__SUPPLIED DATA__.
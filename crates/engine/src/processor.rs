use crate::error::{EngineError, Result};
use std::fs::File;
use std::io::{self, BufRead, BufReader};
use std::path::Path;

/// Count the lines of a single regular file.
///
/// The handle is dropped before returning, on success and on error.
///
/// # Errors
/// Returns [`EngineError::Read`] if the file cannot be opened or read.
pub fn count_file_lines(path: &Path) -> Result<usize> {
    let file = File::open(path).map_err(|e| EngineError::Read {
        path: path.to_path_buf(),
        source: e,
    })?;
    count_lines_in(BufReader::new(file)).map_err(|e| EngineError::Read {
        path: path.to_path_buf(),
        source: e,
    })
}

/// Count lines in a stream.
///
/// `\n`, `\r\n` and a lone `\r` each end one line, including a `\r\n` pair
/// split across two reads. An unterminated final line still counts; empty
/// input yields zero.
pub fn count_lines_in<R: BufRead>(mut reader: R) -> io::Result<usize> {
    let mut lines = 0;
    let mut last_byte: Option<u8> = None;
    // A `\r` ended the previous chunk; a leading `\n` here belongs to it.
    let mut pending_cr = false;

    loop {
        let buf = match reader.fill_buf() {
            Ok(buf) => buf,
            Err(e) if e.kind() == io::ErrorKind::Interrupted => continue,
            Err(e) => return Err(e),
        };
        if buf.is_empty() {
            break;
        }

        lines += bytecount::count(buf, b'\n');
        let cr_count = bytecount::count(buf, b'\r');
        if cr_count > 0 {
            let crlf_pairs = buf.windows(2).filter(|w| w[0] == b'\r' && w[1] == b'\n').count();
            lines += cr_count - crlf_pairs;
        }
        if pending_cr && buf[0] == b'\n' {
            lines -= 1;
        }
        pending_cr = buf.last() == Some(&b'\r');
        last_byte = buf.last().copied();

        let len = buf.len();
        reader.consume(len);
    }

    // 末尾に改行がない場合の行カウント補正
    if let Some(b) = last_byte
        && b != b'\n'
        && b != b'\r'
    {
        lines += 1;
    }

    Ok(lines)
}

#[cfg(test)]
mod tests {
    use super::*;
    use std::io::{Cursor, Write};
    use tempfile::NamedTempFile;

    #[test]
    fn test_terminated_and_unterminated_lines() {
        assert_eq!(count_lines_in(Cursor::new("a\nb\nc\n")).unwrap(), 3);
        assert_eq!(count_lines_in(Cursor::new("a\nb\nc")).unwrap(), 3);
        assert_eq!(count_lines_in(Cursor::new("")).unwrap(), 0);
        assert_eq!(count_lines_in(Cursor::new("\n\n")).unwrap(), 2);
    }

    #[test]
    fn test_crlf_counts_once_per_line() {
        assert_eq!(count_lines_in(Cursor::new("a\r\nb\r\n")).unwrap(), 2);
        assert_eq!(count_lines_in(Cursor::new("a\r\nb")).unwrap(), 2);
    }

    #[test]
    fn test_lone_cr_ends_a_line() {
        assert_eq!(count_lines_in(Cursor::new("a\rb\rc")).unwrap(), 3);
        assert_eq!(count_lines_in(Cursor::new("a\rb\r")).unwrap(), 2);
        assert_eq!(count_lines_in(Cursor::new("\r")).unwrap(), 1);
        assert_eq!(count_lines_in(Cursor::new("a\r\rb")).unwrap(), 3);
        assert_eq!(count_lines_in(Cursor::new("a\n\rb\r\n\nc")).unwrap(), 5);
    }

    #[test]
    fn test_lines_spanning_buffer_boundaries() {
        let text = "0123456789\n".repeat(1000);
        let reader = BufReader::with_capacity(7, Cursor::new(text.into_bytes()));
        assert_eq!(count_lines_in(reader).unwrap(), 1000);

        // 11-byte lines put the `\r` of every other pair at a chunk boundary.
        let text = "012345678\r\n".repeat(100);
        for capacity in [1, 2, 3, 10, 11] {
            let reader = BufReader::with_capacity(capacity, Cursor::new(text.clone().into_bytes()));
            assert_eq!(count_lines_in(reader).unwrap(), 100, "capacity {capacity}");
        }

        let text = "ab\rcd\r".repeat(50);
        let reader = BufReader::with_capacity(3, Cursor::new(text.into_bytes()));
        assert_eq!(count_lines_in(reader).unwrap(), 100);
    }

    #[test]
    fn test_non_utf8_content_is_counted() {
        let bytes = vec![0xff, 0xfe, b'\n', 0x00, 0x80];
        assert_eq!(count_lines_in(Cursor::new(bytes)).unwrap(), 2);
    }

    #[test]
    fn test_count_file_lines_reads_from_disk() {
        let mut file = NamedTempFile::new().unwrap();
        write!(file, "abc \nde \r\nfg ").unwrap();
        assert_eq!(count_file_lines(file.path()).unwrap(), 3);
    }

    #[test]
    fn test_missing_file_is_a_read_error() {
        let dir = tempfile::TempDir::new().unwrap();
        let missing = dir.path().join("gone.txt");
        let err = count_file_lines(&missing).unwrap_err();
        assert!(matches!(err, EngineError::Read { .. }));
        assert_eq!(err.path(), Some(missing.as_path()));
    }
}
---
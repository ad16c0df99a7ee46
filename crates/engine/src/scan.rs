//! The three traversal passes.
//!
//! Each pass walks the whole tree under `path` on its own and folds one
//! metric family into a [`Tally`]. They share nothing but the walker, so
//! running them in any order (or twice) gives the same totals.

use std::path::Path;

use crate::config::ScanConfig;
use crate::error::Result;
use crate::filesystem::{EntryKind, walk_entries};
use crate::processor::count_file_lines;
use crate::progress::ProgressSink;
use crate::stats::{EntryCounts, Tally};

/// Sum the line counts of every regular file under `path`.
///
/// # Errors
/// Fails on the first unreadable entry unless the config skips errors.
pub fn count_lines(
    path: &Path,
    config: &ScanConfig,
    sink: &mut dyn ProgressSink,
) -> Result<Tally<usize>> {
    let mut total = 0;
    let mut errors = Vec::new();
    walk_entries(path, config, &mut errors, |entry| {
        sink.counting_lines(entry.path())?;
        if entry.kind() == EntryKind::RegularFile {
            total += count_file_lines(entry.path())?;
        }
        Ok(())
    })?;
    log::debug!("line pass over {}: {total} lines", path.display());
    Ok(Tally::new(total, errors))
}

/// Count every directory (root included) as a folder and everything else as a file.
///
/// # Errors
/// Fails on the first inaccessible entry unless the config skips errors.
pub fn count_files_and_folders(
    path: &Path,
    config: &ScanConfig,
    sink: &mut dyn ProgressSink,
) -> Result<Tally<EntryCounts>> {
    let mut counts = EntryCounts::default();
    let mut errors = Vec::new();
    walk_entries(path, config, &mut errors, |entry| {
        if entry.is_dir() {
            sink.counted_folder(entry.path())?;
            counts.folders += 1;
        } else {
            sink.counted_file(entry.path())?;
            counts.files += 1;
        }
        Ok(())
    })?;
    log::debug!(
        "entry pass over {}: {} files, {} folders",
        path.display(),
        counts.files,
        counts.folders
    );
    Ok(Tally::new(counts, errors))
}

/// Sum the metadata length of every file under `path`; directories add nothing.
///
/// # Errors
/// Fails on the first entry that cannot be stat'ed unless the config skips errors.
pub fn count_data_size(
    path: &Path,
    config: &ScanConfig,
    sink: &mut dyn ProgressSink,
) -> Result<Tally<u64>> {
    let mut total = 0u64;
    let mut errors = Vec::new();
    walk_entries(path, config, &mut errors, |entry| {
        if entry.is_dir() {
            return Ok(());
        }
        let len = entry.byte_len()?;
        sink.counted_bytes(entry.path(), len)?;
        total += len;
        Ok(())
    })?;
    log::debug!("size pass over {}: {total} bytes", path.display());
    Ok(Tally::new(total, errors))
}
==
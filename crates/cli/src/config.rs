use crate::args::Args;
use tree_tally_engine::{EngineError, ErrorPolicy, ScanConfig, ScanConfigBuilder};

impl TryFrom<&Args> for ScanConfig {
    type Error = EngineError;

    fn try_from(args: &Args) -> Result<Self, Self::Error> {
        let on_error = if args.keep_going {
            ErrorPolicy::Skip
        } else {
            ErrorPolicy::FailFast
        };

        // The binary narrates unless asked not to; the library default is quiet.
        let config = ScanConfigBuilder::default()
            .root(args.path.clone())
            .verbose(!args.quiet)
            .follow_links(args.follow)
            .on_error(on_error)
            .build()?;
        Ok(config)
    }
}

__EXERCISE DETAILS__.
Transcribe, exactly and without additions, the lines of the records above, beginning with the line that contains "filename crates/engine/src/processor.rs" and ending with the line that contains "pub fn count_file_lines(path: &Path)", both included.

__SOLUTION BELOW__.
filename crates/engine/src/processor.rs
use crate::error::{EngineError, Result};
use std::fs::File;
use std::io::{self, BufRead, BufReader};
use std::path::Path;

/// Count the lines of a single regular file.
///
/// The handle is dropped before returning, on success and on error.
///
/// # Errors
/// Returns [`EngineError::Read`] if the file cannot be opened or read.
pub fn count_file_lines(path: &Path) -> Result<usize> {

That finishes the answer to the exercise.